Die Türkei-Wahl wird auch in Deutschland entschieden. Knapp 1,5 Millionen Wahlberechtigte leben hier. Viele halten Erdogan nach wie vor die Treue – doch es gibt auch andere Stimmen.

Frankfurt/Berlin/Köln – Merve Burak* ist 34 Jahre alt, kommt aus Essen und arbeitet als Lehrerin in einer Grundschule. „Zum ersten Mal wähle ich jemanden von der CHP. Vor ein paar Jahren hätte ich mir das nicht vorstellen können“, sagt sie. Ihre Großeltern sind vor ungefähr 50 Jahren aus der anatolischen Konya nach Deutschland ausgewandert, ihre Eltern waren „Kofferkinder“ – sie wuchsen zwischen der Türkei und Deutschland auf. Sie selbst hat eine starke Bindung zur Türkei, hat dort immer ihre Ferien verbracht. „Das ist ja auch mein Heimatland. Essen, Kultur, Menschen – da fühle ich mich zu Hause.“

Für ihre Eltern sei der türkische Präsident Recep Tayip Erdogan wie ein Held gewesen – er war die „Stimme der Stimmlosen“, sagt Burak. Erdogan habe wichtige Schritte für die Türkei unternommen, eine Politik für alle betrieben. Auch für sie als junge Erwachsene sei Erdogan sehr wichtig gewesen. „Ich hatte seine Bilder an meiner Wand“, lacht sie. Besonders beeinflusst hätten sie die NSU-Mörder. „Man hat sich hier in Deutschland unsicher gefühlt. Niemand hat uns verstanden, wir waren immer die ‚Türken‘, mehr nicht. Ich bin hier aufgewachsen, arbeite hier und zahle hier Steuern.“ Doch Erdogan war da, in ihrer zweiten Heimat. „Er hat uns verstanden und war einer von uns“, so Burak. Aber das ist jetzt anders.

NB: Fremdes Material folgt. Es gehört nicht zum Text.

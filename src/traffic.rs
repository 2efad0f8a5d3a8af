use std::net::SocketAddrV4;

use crate::{
    class::{AccessCategory, ClassTable},
    error::{Error, Result},
    scenario::Scenario,
    topology::{Ipv4Stack, NodeId, Topology},
    units::{BitsPerSec, Bytes, Millisecs},
};

/// The fast station sends this fraction of the per-class load.
pub const FAST_STATION_DIVISOR: u64 = 9;

/// A saturating constant-bit-rate source that is always on between `start` and `stop`.
#[derive(Debug, Clone, Copy, PartialEq, Eq, typed_builder::TypedBuilder)]
pub struct OnOffDesc {
    pub node: NodeId,
    pub dst: SocketAddrV4,
    pub category: AccessCategory,
    /// Type-of-service byte set on every outbound packet.
    pub tos: u8,
    #[builder(setter(into))]
    pub rate: BitsPerSec,
    #[builder(setter(into))]
    pub packet_size: Bytes,
    #[builder(default, setter(into))]
    pub start: Millisecs,
    #[builder(setter(into))]
    pub stop: Millisecs,
}

/// A UDP sink on the access point, one per enabled class.
#[derive(Debug, Clone, Copy, PartialEq, Eq, derive_new::new)]
pub struct SinkDesc {
    pub node: NodeId,
    pub local: SocketAddrV4,
    pub category: AccessCategory,
}

#[derive(Debug, Clone, Default)]
pub struct TrafficPlan {
    pub sinks: Vec<SinkDesc>,
    pub sources: Vec<OnOffDesc>,
}

/// Describes the generators of a run: every station sends every enabled class to the access
/// point (node 0). Node 1 is the fast station; the remaining nodes share the slow stations' load
/// evenly.
pub fn plan(scenario: &Scenario, classes: &ClassTable, topology: &Topology) -> Result<TrafficPlan> {
    let Some((ap, stations)) = topology.nodes().split_first() else {
        return Ok(TrafficPlan::default());
    };
    let dst_addr = ap
        .ipv4()
        .ok_or(Error::MissingIpStack { node: ap.id() })?
        .primary_addr()
        .ok_or(Error::NoAddress { node: ap.id() })?;

    let load = scenario.offered_rate();
    let nr_slow = stations.len().saturating_sub(1) as u64;
    let fast_rate = load.share(FAST_STATION_DIVISOR).unwrap_or_default();
    let slow_rate = load.share(nr_slow).unwrap_or_default();

    let mut traffic = TrafficPlan::default();
    for class in classes.enabled() {
        let tid = class.tid();
        let dst = SocketAddrV4::new(dst_addr, tid.port());
        traffic
            .sinks
            .push(SinkDesc::new(ap.id(), dst, class.category));
        for (i, station) in stations.iter().enumerate() {
            // Sources must sit on a node that can send
            station
                .ipv4()
                .and_then(Ipv4Stack::primary_addr)
                .ok_or(Error::NoAddress { node: station.id() })?;
            let rate = if i == 0 { fast_rate } else { slow_rate };
            let source = OnOffDesc::builder()
                .node(station.id())
                .dst(dst)
                .category(class.category)
                .tos(tid.tos())
                .rate(rate)
                .packet_size(scenario.packet_size)
                .stop(scenario.sim_time)
                .build();
            traffic.sources.push(source);
        }
    }
    tracing::info!(
        nr_sinks = traffic.sinks.len(),
        nr_sources = traffic.sources.len(),
        "traffic planned"
    );
    Ok(traffic)
}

Experte Copur zur Türkei-Wahl: „Erdogan kann sich auf seine treuen Wähler in Deutschland verlassen“

Dass einst treue AKP-Wähler wie Merve Burak mit der Regierung in Ankara fremdeln, sagt viel aus. Die Türkei steht vor einer Richtungsentscheidung. Bei den Präsidentschafts- und Parlamentswahlen am 14. Mai könnte es der Opposition, angeführt von der sozialdemokratischen CHP, tatsächlich gelingen, Dauer-Machthaber Erdogan aus dem Präsidentenpalast zu vertreiben. Es wäre ein historischer Triumph. Seit 20 Jahren regiert Erdogans AKP die Türkei. Zunächst reformerisch, spätestens aber seit den brutal niedergeschlagenen Gezi-Protesten zeigt Erdogan sein anderes Gesicht: das des Despoten.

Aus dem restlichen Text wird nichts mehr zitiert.